This week’s lucid summary and analysis by Noah Spies. This is Noah’s second contribution to the blog:

A normal eukaryotic messenger RNA is capped, spliced and polyadenylated within the nucleus in preparation for export into the wild world of the cytoplasm. Once in the cytoplasm, the translational machinery will recognize the cap and poly(A) tail and recruit ribosomes to translate the message until its eventual decapping/deadenylation and decay. In the late 1980s, it was discovered that many messages in Xenopus oocytes lay dormant in the cytoplasm until oocyte maturation or fertilization. These messages are recognized by a Cytoplasmic Polyadenylation Element (CPE) in their 3′ UTR by the CPE binding protein CPEB, and are deadenylated in the cytoplasm and stored in a translationally inert form until activation and re-adenylation at some later time point. Previous in vitro experiments suggested this system may activate some messages during the embryonic cell cycle, but there was little follow-up on these old results prior to this paper.

Novoa, et al (2010) used a differential elution system to purify mRNAs with short poly(A) tails (<30bp) and compared this pool to total mRNA (poly(A) tail length > 9bp) using microarrays. The authors isolated HeLa cells in S phase and compared these to cells in G2/M phases. The microarray experiment, largely validated by PCR (75% concordant results), showed several hundred genes whose poly(A) tails were either longer or shorter in G2/M than in S phase, and polysome profiling confirmed translational changes for a handful of these.

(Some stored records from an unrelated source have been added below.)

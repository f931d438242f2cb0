//! One bit per slot marking where allocated objects begin.
//!
//! Bits are set by the allocator and cleared by the sweeper. They make a
//! page iterable without reading free memory: the sweeper, the verifier, the
//! overflow rescan and page promotion all walk objects through this table.

use std::sync::atomic::{AtomicU64, Ordering};

use crate::address::SlotIndex;

const BITS: usize = 64;

/// Object-start table for one page.
#[derive(Debug)]
pub struct ObjectStartBitmap {
    cells: Box<[AtomicU64]>,
    slots: usize,
}

impl ObjectStartBitmap {
    /// Creates an empty table covering `slots` slots.
    #[must_use]
    pub fn new(slots: usize) -> Self {
        let cells = (0..slots.div_ceil(BITS)).map(|_| AtomicU64::new(0)).collect();
        Self { cells, slots }
    }

    /// Records an object start.
    pub fn set(&self, index: SlotIndex) {
        let i = index.get();
        debug_assert!(i < self.slots);
        self.cells[i / BITS].fetch_or(1 << (i % BITS), Ordering::Release);
    }

    /// Removes an object start.
    pub fn clear(&self, index: SlotIndex) {
        let i = index.get();
        self.cells[i / BITS].fetch_and(!(1 << (i % BITS)), Ordering::Release);
    }

    /// Returns `true` if an object starts at `index`.
    #[must_use]
    pub fn is_set(&self, index: SlotIndex) -> bool {
        let i = index.get();
        i < self.slots && self.cells[i / BITS].load(Ordering::Acquire) & (1 << (i % BITS)) != 0
    }

    /// Returns the first object start at or after `from` and before `end`.
    #[must_use]
    #[allow(clippy::cast_possible_truncation)]
    pub fn next_set(&self, from: SlotIndex, end: SlotIndex) -> Option<SlotIndex> {
        let end = end.get().min(self.slots);
        let mut i = from.get();
        while i < end {
            let cell = i / BITS;
            let bits = self.cells[cell].load(Ordering::Acquire) >> (i % BITS);
            if bits != 0 {
                let found = i + bits.trailing_zeros() as usize;
                return (found < end).then_some(SlotIndex(found as u32));
            }
            i = (cell + 1) * BITS;
        }
        None
    }

    /// Returns the closest object start at or before `index`.
    #[must_use]
    #[allow(clippy::cast_possible_truncation)]
    pub fn find_start_at_or_before(&self, index: SlotIndex) -> Option<SlotIndex> {
        let i = index.get().min(self.slots.checked_sub(1)?);
        let mut cell = i / BITS;
        let mut bits = self.cells[cell].load(Ordering::Acquire) & mask_upto(i % BITS);
        loop {
            if bits != 0 {
                let bit = BITS - 1 - bits.leading_zeros() as usize;
                return Some(SlotIndex((cell * BITS + bit) as u32));
            }
            if cell == 0 {
                return None;
            }
            cell -= 1;
            bits = self.cells[cell].load(Ordering::Acquire);
        }
    }

    /// Iterates the object starts in `from..end`.
    pub fn iter(&self, from: SlotIndex, end: SlotIndex) -> impl Iterator<Item = SlotIndex> + '_ {
        let mut cursor = Some(from);
        std::iter::from_fn(move || {
            let found = self.next_set(cursor?, end);
            cursor = found.map(|s| SlotIndex(s.0 + 1));
            found
        })
    }

    /// Removes every object start.
    pub fn clear_all(&self) {
        for cell in &*self.cells {
            cell.store(0, Ordering::Relaxed);
        }
    }

    /// Number of recorded object starts.
    #[must_use]
    pub fn count(&self) -> usize {
        self.cells
            .iter()
            .map(|c| c.load(Ordering::Relaxed).count_ones() as usize)
            .sum()
    }
}

const fn mask_upto(bit: usize) -> u64 {
    if bit >= BITS - 1 {
        u64::MAX
    } else {
        (1 << (bit + 1)) - 1
    }
}

#[cfg(test)]
mod tests {
    use super::*;

    #[test]
    fn test_iteration_in_order() {
        let starts = ObjectStartBitmap::new(300);
        for i in [0u32, 5, 63, 64, 200, 299] {
            starts.set(SlotIndex(i));
        }
        let all: Vec<u32> = starts.iter(SlotIndex(0), SlotIndex(300)).map(|s| s.0).collect();
        assert_eq!(all, vec![0, 5, 63, 64, 200, 299]);

        let some: Vec<u32> = starts.iter(SlotIndex(6), SlotIndex(200)).map(|s| s.0).collect();
        assert_eq!(some, vec![63, 64]);
        assert_eq!(starts.count(), 6);
    }

    #[test]
    fn test_find_start_at_or_before() {
        let starts = ObjectStartBitmap::new(256);
        starts.set(SlotIndex(10));
        starts.set(SlotIndex(130));
        assert_eq!(starts.find_start_at_or_before(SlotIndex(9)), None);
        assert_eq!(starts.find_start_at_or_before(SlotIndex(10)), Some(SlotIndex(10)));
        assert_eq!(starts.find_start_at_or_before(SlotIndex(129)), Some(SlotIndex(10)));
        assert_eq!(starts.find_start_at_or_before(SlotIndex(255)), Some(SlotIndex(130)));
    }

    #[test]
    fn test_clear() {
        let starts = ObjectStartBitmap::new(64);
        starts.set(SlotIndex(3));
        assert!(starts.is_set(SlotIndex(3)));
        starts.clear(SlotIndex(3));
        assert!(!starts.is_set(SlotIndex(3)));
        starts.set(SlotIndex(4));
        starts.clear_all();
        assert_eq!(starts.count(), 0);
    }
}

To connect these results to cytoplasmic polyadenylation, Novoa and colleagues showed the CPEB1 and CPEB4 were expressed in HeLa cells and CPEB1/2/4 were functional in an in vitro binding assay. Upon shRNA knock-down of CPEB1 and CPEB4, a number of genes showed differential polyadenylation profiles by microarray, hinting at a possible global role for CPEBs in regulating genes during the cell cycle. Experimental follow-up on one of these hits showed shRNA knock-down of CPEB lengthened the poly(A) tail of the Mnt mRNA, and this lengthening increased the protein levels. Other genes (e.g. CDKN3) showed similar effects.

If there are so many genes regulated by CPEB1/4 during the cell cycle, it should follow that there would be a significant phenotype following knock-down of these factors. Indeed, the authors found cell proliferation defects in both knock-downs, but not in a control knock-down. Much FACS analysis later, the authors conclude that CPEB knock-down results in a mitotic entry defect.

This work suggests that there is yet another layer of gene regulation operating during the cell cycle, and like any good research, raises more questions than it answers.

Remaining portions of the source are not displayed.